▸ Data excerpts
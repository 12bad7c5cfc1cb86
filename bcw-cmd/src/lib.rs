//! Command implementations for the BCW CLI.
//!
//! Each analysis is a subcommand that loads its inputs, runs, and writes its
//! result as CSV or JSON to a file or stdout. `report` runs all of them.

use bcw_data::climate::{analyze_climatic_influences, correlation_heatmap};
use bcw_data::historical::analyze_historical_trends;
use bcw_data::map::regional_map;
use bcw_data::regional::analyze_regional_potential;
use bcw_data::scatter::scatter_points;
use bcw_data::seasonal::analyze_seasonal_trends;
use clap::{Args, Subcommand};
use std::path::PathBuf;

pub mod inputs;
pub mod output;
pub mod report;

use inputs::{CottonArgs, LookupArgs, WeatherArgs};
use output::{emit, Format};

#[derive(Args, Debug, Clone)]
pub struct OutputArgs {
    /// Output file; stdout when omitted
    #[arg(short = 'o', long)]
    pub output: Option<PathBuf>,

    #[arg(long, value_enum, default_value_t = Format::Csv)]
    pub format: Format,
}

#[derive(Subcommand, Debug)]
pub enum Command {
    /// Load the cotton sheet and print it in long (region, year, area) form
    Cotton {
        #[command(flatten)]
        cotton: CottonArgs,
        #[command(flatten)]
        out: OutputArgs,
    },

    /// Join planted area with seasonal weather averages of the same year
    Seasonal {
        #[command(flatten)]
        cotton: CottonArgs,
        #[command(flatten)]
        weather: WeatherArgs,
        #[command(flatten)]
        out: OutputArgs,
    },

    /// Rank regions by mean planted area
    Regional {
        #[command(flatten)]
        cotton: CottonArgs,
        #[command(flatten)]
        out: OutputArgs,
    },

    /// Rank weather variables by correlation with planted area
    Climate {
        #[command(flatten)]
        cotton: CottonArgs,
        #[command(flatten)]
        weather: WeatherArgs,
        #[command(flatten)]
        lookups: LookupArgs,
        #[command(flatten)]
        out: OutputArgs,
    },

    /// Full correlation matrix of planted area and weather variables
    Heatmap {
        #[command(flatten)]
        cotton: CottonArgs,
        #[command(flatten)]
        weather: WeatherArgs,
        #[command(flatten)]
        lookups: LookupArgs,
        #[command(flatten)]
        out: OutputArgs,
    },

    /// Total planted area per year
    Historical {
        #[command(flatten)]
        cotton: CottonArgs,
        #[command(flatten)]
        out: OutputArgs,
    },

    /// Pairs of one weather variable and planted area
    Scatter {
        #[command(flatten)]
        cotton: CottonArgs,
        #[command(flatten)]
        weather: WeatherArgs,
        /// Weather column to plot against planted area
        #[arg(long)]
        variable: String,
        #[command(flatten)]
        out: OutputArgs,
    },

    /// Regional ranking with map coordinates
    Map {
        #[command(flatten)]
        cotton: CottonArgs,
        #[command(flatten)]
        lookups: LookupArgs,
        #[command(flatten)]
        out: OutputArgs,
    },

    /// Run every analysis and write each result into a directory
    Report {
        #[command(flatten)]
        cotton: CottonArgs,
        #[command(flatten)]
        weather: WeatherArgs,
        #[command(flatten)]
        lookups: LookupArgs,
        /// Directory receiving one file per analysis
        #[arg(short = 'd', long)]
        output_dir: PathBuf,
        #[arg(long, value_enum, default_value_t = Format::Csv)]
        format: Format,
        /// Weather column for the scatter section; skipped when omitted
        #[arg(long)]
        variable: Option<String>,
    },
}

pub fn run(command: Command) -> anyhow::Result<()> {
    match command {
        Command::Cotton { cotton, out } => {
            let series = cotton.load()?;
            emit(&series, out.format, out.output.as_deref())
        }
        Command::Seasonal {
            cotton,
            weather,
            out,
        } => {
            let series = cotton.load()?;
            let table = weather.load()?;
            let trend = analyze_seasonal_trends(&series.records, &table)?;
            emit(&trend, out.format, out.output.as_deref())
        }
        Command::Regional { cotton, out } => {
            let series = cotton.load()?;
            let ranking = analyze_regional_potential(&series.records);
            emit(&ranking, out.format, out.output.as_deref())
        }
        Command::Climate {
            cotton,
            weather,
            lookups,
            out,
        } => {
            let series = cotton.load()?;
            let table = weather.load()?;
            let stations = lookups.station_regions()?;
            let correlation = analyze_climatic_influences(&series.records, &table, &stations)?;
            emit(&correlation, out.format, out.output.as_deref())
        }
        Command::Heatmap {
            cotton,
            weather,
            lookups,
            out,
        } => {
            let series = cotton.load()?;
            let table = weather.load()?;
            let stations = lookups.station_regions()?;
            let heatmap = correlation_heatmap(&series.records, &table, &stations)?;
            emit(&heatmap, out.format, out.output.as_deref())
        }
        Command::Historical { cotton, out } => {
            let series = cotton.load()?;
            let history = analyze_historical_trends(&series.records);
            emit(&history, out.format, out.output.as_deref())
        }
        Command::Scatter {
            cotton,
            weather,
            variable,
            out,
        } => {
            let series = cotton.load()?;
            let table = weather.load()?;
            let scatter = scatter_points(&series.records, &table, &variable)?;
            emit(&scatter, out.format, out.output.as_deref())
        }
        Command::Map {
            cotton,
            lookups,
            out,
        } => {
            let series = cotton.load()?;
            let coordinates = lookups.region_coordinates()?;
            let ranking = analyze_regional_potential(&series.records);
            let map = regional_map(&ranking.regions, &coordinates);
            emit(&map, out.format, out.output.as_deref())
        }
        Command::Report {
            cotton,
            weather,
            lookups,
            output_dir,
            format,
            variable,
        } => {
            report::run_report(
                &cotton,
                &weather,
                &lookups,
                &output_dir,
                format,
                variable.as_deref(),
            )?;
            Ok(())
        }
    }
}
--
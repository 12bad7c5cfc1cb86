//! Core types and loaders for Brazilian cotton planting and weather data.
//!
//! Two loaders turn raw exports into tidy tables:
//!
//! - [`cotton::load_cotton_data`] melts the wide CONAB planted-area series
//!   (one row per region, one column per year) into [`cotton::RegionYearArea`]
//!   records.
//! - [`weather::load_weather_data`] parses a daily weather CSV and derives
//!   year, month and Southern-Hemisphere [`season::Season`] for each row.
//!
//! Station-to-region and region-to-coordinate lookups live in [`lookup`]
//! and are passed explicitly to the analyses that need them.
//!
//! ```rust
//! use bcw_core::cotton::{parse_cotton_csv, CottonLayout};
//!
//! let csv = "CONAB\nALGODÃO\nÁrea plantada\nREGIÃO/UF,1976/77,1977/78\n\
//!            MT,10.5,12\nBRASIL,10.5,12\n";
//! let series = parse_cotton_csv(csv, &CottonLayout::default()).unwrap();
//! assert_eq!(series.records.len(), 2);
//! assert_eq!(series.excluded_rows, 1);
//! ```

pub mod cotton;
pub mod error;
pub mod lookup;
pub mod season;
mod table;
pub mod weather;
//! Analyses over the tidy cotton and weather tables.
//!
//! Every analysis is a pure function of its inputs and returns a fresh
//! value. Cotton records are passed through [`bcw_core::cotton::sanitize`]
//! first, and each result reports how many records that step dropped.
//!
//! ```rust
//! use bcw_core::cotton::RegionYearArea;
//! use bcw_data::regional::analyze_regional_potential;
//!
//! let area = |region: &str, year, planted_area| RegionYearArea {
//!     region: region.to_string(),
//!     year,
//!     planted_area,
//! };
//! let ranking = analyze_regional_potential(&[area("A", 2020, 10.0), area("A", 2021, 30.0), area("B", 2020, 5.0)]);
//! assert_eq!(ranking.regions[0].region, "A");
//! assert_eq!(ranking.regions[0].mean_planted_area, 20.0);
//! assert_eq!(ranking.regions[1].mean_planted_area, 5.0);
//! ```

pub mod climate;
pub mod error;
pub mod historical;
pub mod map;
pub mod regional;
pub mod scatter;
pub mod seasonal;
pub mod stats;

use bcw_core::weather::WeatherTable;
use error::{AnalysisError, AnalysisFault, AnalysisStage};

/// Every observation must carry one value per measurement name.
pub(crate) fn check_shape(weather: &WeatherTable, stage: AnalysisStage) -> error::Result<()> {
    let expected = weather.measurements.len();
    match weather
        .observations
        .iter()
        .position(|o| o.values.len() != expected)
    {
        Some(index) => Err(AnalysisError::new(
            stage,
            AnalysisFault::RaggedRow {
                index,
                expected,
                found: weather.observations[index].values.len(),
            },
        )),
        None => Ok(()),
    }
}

▸ Task goal
Check every line above for the string "AnalysisStage" and copy those that have it.

▸ Your solution
use error::{AnalysisError, AnalysisFault, AnalysisStage};
pub(crate) fn check_shape(weather: &WeatherTable, stage: AnalysisStage) -> error::Result<()> {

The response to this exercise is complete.